Rogue Ex-Broker Gets 51-Month Sentence

The feds have given investors a fresh warning to use FINRA's BrokerCheck tool before turning assets over to a financial professional, following the sentencing of a rogue former broker on wire fraud charges.

This week, a U.S. district judge sentenced Jeffrey Knutsen of Bellingham, Wash., to more than four years in federal prison for a long-running embezzlement scheme through which he bilked investors out of more than a quarter-million dollars, withdrawing the money from their brokerage accounts and depositing the checks into his own account.

All this after having been barred from the industry by FINRA years earlier for running a similar scam.

Knutsen's attorney, Peter Avenia, a federal public defender based in Seattle, declined to comment on the particulars of the case, but provided a brief emailed statement:

"Although Mr. Knutsen was hoping for a shorter sentence, he accepts responsibility for his offense and sincerely apologizes to those he has harmed," Avenia wrote.

The federal complaint against Knutsen describes a several-year period, running at least from October 2005 through April 2013, when Knutsen ran an unlicensed advisory practice and misappropriated funds from 26 clients' accounts through a series of fraudulent activities.

In July 2005, FINRA's predecessor organization, the National Association of Securities Dealers, had barred Knutsen from any future association with a member of the industry regulator. That incident was reported in FINRA's BrokerCheck, but was not known by Knutsen's clients, many of whom were elderly; they allowed him to move their accounts from LPL, where he had been a registered rep, to discount online brokerages.

"If somebody is off the radar screen then the bottom line is it depends on the vigilance of the client," says Duane Thompson, senior policy analyst at the fiduciary training firm fi360. "But how many people are going to think about going online and checking a broker's record?"

WARNING FOR INVESTORS

In announcing the sentence, the Justice Department highlighted BrokerCheck as an easy, online tool to investigate the disciplinary history of a broker -- but noted that many of Knutsen's clients did not know much about the how the brokerage industry works.

"This fraud damaged the elderly victims emotionally as well as financially," acting U.S. Attorney Annette Hayes said in a statement announcing the sentence. "They trusted Jeffrey Knutsen to honestly invest their savings so they could enjoy a secure retirement. Now they are betrayed and wary as they try to safeguard any savings they have left."

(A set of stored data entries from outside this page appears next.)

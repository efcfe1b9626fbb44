use async_trait::async_trait;

use super::manager::DatabaseError;
use super::models::{Account, Mission, MissionChanges, MissionDependents, MissionDetail, NewMission, Provisioned};
use crate::types::{ClientId, Identity, MissionId, Role};

/// Identity -> role/client lookups and account provisioning
#[async_trait]
pub trait RoleStore: Send + Sync {
    async fn find_role(&self, identity: &Identity) -> Result<Option<Role>, DatabaseError>;

    async fn find_client_id(&self, identity: &Identity) -> Result<Option<ClientId>, DatabaseError>;

    async fn find_account(&self, identity: &Identity) -> Result<Option<Account>, DatabaseError>;

    /// Overwrite the role of an existing account. Returns false when the identity is unknown.
    async fn set_role(&self, identity: &Identity, role: Role) -> Result<bool, DatabaseError>;

    /// Create the account without a role when it does not exist yet.
    /// An existing account is returned untouched.
    async fn ensure_account(&self, identity: &Identity) -> Result<Provisioned<Account>, DatabaseError>;

    /// Create the account with `role`, or overwrite the role of an existing one
    async fn upsert_role(&self, identity: &Identity, role: Role) -> Result<(), DatabaseError>;

    /// Create the client record of an existing account, or return the one it
    /// already owns. `None` when the identity is unknown.
    async fn ensure_client(&self, identity: &Identity) -> Result<Option<Provisioned<ClientId>>, DatabaseError>;

    async fn health_check(&self) -> Result<(), DatabaseError>;
}

/// Mission, contract and payment persistence.
///
/// Delete methods return the number of affected rows; deleting rows that
/// are already gone is not an error.
#[async_trait]
pub trait MissionStore: Send + Sync {
    async fn list_missions(&self) -> Result<Vec<Mission>, DatabaseError>;

    async fn find_mission(&self, id: &MissionId) -> Result<Option<Mission>, DatabaseError>;

    async fn mission_detail(&self, id: &MissionId) -> Result<Option<MissionDetail>, DatabaseError>;

    async fn create_mission(&self, mission: NewMission) -> Result<Mission, DatabaseError>;

    async fn update_mission(
        &self,
        id: &MissionId,
        changes: MissionChanges,
    ) -> Result<Option<Mission>, DatabaseError>;

    /// `None` when the mission does not exist
    async fn mission_dependents(&self, id: &MissionId) -> Result<Option<MissionDependents>, DatabaseError>;

    async fn delete_payments(&self, id: &MissionId) -> Result<u64, DatabaseError>;

    async fn delete_contract(&self, id: &MissionId) -> Result<u64, DatabaseError>;

    async fn delete_mission(&self, id: &MissionId) -> Result<u64, DatabaseError>;

    async fn health_check(&self) -> Result<(), DatabaseError>;
}
mod common;

use std::sync::Arc;

use axum::http::{Method, StatusCode};
use serde_json::json;

use common::{memory_app, seeded_store, send, test_app, token, FailingMissionStore};
use freelance_api_rust::database::{MissionStore, StoreOperation};
use freelance_api_rust::services::CascadeStep;
use freelance_api_rust::types::MissionId;

#[tokio::test]
async fn owner_deletes_mission_with_dependents() {
    let store = seeded_store().await;
    let (app, _) = memory_app(&store);

    let (status, body) = send(&app, Method::DELETE, "/api/missions/abc123", Some(&token("client-42-user")), None).await;
    assert_eq!(status, StatusCode::OK);
    assert_eq!(body["data"]["deleted"], true);

    let id = MissionId::new("abc123");
    assert_eq!(
        store.operations().await,
        vec![
            StoreOperation::DeletePayments(id.clone()),
            StoreOperation::DeleteContract(id.clone()),
            StoreOperation::DeleteMission(id.clone()),
        ]
    );
    assert!(store.find_mission(&id).await.unwrap().is_none());
}

#[tokio::test]
async fn other_client_cannot_delete() {
    let store = seeded_store().await;
    let (app, _) = memory_app(&store);

    let (status, body) = send(&app, Method::DELETE, "/api/missions/abc123", Some(&token("client-99-user")), None).await;
    assert_eq!(status, StatusCode::FORBIDDEN);
    assert_eq!(body["code"], "FORBIDDEN");

    assert!(store.operations().await.is_empty());
    assert_eq!(store.payment_count(&MissionId::new("abc123")).await, 2);
}

#[tokio::test]
async fn deleting_a_missing_mission_is_not_found() {
    let (app, _) = memory_app(&seeded_store().await);

    let (status, body) = send(&app, Method::DELETE, "/api/missions/nope", Some(&token("client-42-user")), None).await;
    assert_eq!(status, StatusCode::NOT_FOUND);
    assert_eq!(body["code"], "NOT_FOUND");
}

#[tokio::test]
async fn missing_beats_forbidden() {
    let (app, _) = memory_app(&seeded_store().await);

    // Support may reach the path but never mutates; absence is reported first
    let (status, _) = send(&app, Method::DELETE, "/api/missions/nope", Some(&token("support-1")), None).await;
    assert_eq!(status, StatusCode::NOT_FOUND);

    let (status, _) = send(&app, Method::DELETE, "/api/missions/abc123", Some(&token("support-1")), None).await;
    assert_eq!(status, StatusCode::FORBIDDEN);
}

#[tokio::test]
async fn admin_deletes_any_mission() {
    let store = seeded_store().await;
    let (app, _) = memory_app(&store);

    let (status, _) = send(&app, Method::DELETE, "/api/missions/m-99", Some(&token("admin-1")), None).await;
    assert_eq!(status, StatusCode::OK);
    assert_eq!(
        store.operations().await,
        vec![StoreOperation::DeleteMission(MissionId::new("m-99"))]
    );
}

#[tokio::test]
async fn failed_step_is_reported_and_mission_kept() {
    let store = seeded_store().await;
    let missions = Arc::new(FailingMissionStore {
        inner: store.clone(),
        fail_at: CascadeStep::Contract,
    });
    let (app, _) = test_app(Arc::new(store.clone()), missions);

    let (status, body) = send(&app, Method::DELETE, "/api/missions/abc123", Some(&token("client-42-user")), None).await;
    assert_eq!(status, StatusCode::INTERNAL_SERVER_ERROR);
    assert_eq!(body["code"], "CASCADE_STEP_FAILURE");
    assert_eq!(body["step"], "contract");

    let id = MissionId::new("abc123");
    assert!(store.find_mission(&id).await.unwrap().is_some());
    assert!(store.has_contract(&id).await);
    assert_eq!(store.payment_count(&id).await, 0);

    // Retrying against a healthy store finishes the job
    let (healthy, _) = memory_app(&store);
    let (status, _) = send(&healthy, Method::DELETE, "/api/missions/abc123", Some(&token("client-42-user")), None).await;
    assert_eq!(status, StatusCode::OK);
    assert!(store.find_mission(&id).await.unwrap().is_none());
}

#[tokio::test]
async fn client_creates_for_itself() {
    let store = seeded_store().await;
    let (app, _) = memory_app(&store);

    let (status, body) = send(
        &app,
        Method::POST,
        "/api/missions",
        Some(&token("client-42-user")),
        Some(json!({
            "dailyRate": "450",
            "timeframe": 45,
            "description": "Mobile app"
        })),
    )
    .await;
    assert_eq!(status, StatusCode::CREATED);
    assert_eq!(body["data"]["clientId"], "client-42");
    assert_eq!(body["data"]["status"], "OPEN");
}

#[tokio::test]
async fn client_cannot_create_for_another_client() {
    let store = seeded_store().await;
    let (app, _) = memory_app(&store);

    let (status, body) = send(
        &app,
        Method::POST,
        "/api/missions",
        Some(&token("client-42-user")),
        Some(json!({
            "clientId": "client-99",
            "dailyRate": "450",
            "timeframe": 45,
            "description": "Mobile app"
        })),
    )
    .await;
    assert_eq!(status, StatusCode::FORBIDDEN);
    assert_eq!(body["code"], "FORBIDDEN");
    assert!(store.operations().await.is_empty());
}

#[tokio::test]
async fn admin_must_name_the_client() {
    let (app, _) = memory_app(&seeded_store().await);
    let admin = token("admin-1");
    let mission = json!({ "dailyRate": "600", "timeframe": 10, "description": "Audit" });

    let (status, _) = send(&app, Method::POST, "/api/missions", Some(&admin), Some(mission.clone())).await;
    assert_eq!(status, StatusCode::FORBIDDEN);

    let mut named = mission;
    named["clientId"] = json!("client-99");
    let (status, body) = send(&app, Method::POST, "/api/missions", Some(&admin), Some(named)).await;
    assert_eq!(status, StatusCode::CREATED);
    assert_eq!(body["data"]["clientId"], "client-99");
}

#[tokio::test]
async fn freelancer_cannot_create() {
    let (app, _) = memory_app(&seeded_store().await);

    let (status, _) = send(
        &app,
        Method::POST,
        "/api/missions",
        Some(&token("freelancer-1")),
        Some(json!({ "dailyRate": "450", "timeframe": 45, "description": "Mobile app" })),
    )
    .await;
    assert_eq!(status, StatusCode::FORBIDDEN);
}

#[tokio::test]
async fn invalid_mission_fields_are_rejected() {
    let (app, _) = memory_app(&seeded_store().await);

    let (status, body) = send(
        &app,
        Method::POST,
        "/api/missions",
        Some(&token("client-42-user")),
        Some(json!({ "dailyRate": "0", "timeframe": 0, "description": " " })),
    )
    .await;
    assert_eq!(status, StatusCode::BAD_REQUEST);
    assert_eq!(body["code"], "VALIDATION_ERROR");
    assert!(body["field_errors"]["timeframe"].is_string());
}

#[tokio::test]
async fn owner_updates_mission() {
    let store = seeded_store().await;
    let (app, _) = memory_app(&store);

    let (status, body) = send(
        &app,
        Method::PUT,
        "/api/missions/abc123",
        Some(&token("client-42-user")),
        Some(json!({ "status": "COMPLETED" })),
    )
    .await;
    assert_eq!(status, StatusCode::OK);
    assert_eq!(body["data"]["status"], "COMPLETED");
}

#[tokio::test]
async fn other_client_cannot_update() {
    let store = seeded_store().await;
    let (app, _) = memory_app(&store);

    let (status, _) = send(
        &app,
        Method::PUT,
        "/api/missions/abc123",
        Some(&token("client-99-user")),
        Some(json!({ "description": "hijacked" })),
    )
    .await;
    assert_eq!(status, StatusCode::FORBIDDEN);
    assert!(store.operations().await.is_empty());
}

#[tokio::test]
async fn empty_update_is_a_bad_request() {
    let (app, _) = memory_app(&seeded_store().await);

    let (status, _) = send(
        &app,
        Method::PUT,
        "/api/missions/abc123",
        Some(&token("client-42-user")),
        Some(json!({})),
    )
    .await;
    assert_eq!(status, StatusCode::BAD_REQUEST);
}

#[tokio::test]
async fn reading_a_missing_mission_is_not_found() {
    let (app, _) = memory_app(&seeded_store().await);

    let (status, _) = send(&app, Method::GET, "/api/missions/ghost", Some(&token("client-42-user")), None).await;
    assert_eq!(status, StatusCode::NOT_FOUND);
}
use chrono::{DateTime, Utc};
use serde::{Deserialize, Serialize};

use crate::types::MissionId;

#[derive(Debug, Clone, PartialEq, Serialize, Deserialize)]
#[serde(rename_all = "camelCase")]
pub struct Contract {
    pub id: String,
    pub mission_id: MissionId,
    pub terms: String,
    pub start_date: DateTime<Utc>,
    pub end_date: Option<DateTime<Utc>>,
}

The earlier FINRA ban stemmed from a complaint lodged by a customer who had accused Knutsen of withdrawing nearly $90,000 from a brokerage account and using it to pay down his personal debts.

Without admitting or denying guilt in that case, Knutsen accepted the industry ban, but did not report it (nor the embezzlement) to his clients.

SHIFTING FUNDS

Instead, around the time the FINRA action was pending, Knutsen convinced many account holders to shift funds from LPL to the online brokerages TD Ameritrade and, later, E*Trade, according to the federal complaint.

Knutsen opened accounts at the online brokerages on behalf of his customers, but "maintained the account user names and passwords and retained full access and control over the customer accounts, including check-writing privileges," according to the complaint.

Knutsen was not registered as a representative of either TD Ameritrade or E*Trade, and his name was absent from the clients' account profiles.

Knutsen proceeded to execute hundreds of unauthorized trades to siphon out hundreds of thousands of dollars from clients' accounts -- amounts far exceeding the management fees he had outlined when he initially convinced the clients to move to the online brokerages, according to the complaint.

CLIENT COMPLAINT

Alarmed by a dwindling account, a client contacted TD Ameritrade in late 2012. Ameritrade began an investigation, identified other accounts that Knutsen appeared to control, and began notifying those clients that it was barring Knutsen from accessing their holdings. Knutsen then persuaded some of those clients to move their accounts to E*Trade, falsely explaining the notices as an attempt on TD Ameritrade's part to force him to join the firm.

Also in late 2012, an elderly couple that had been working with Knutsen notified local police that they believed they were being scammed. The FBI would later join the investigation.

In addition to a 51-month term in federal prison, U.S. District Judge James L. Robart sentenced Knutsen to three years of supervised release and ordered him to pay $251,892 in restitution.

At Knutsen's sentencing, Robart said of the case, "This is a crime of greed -- pure unadulterated greed -- plain and simple."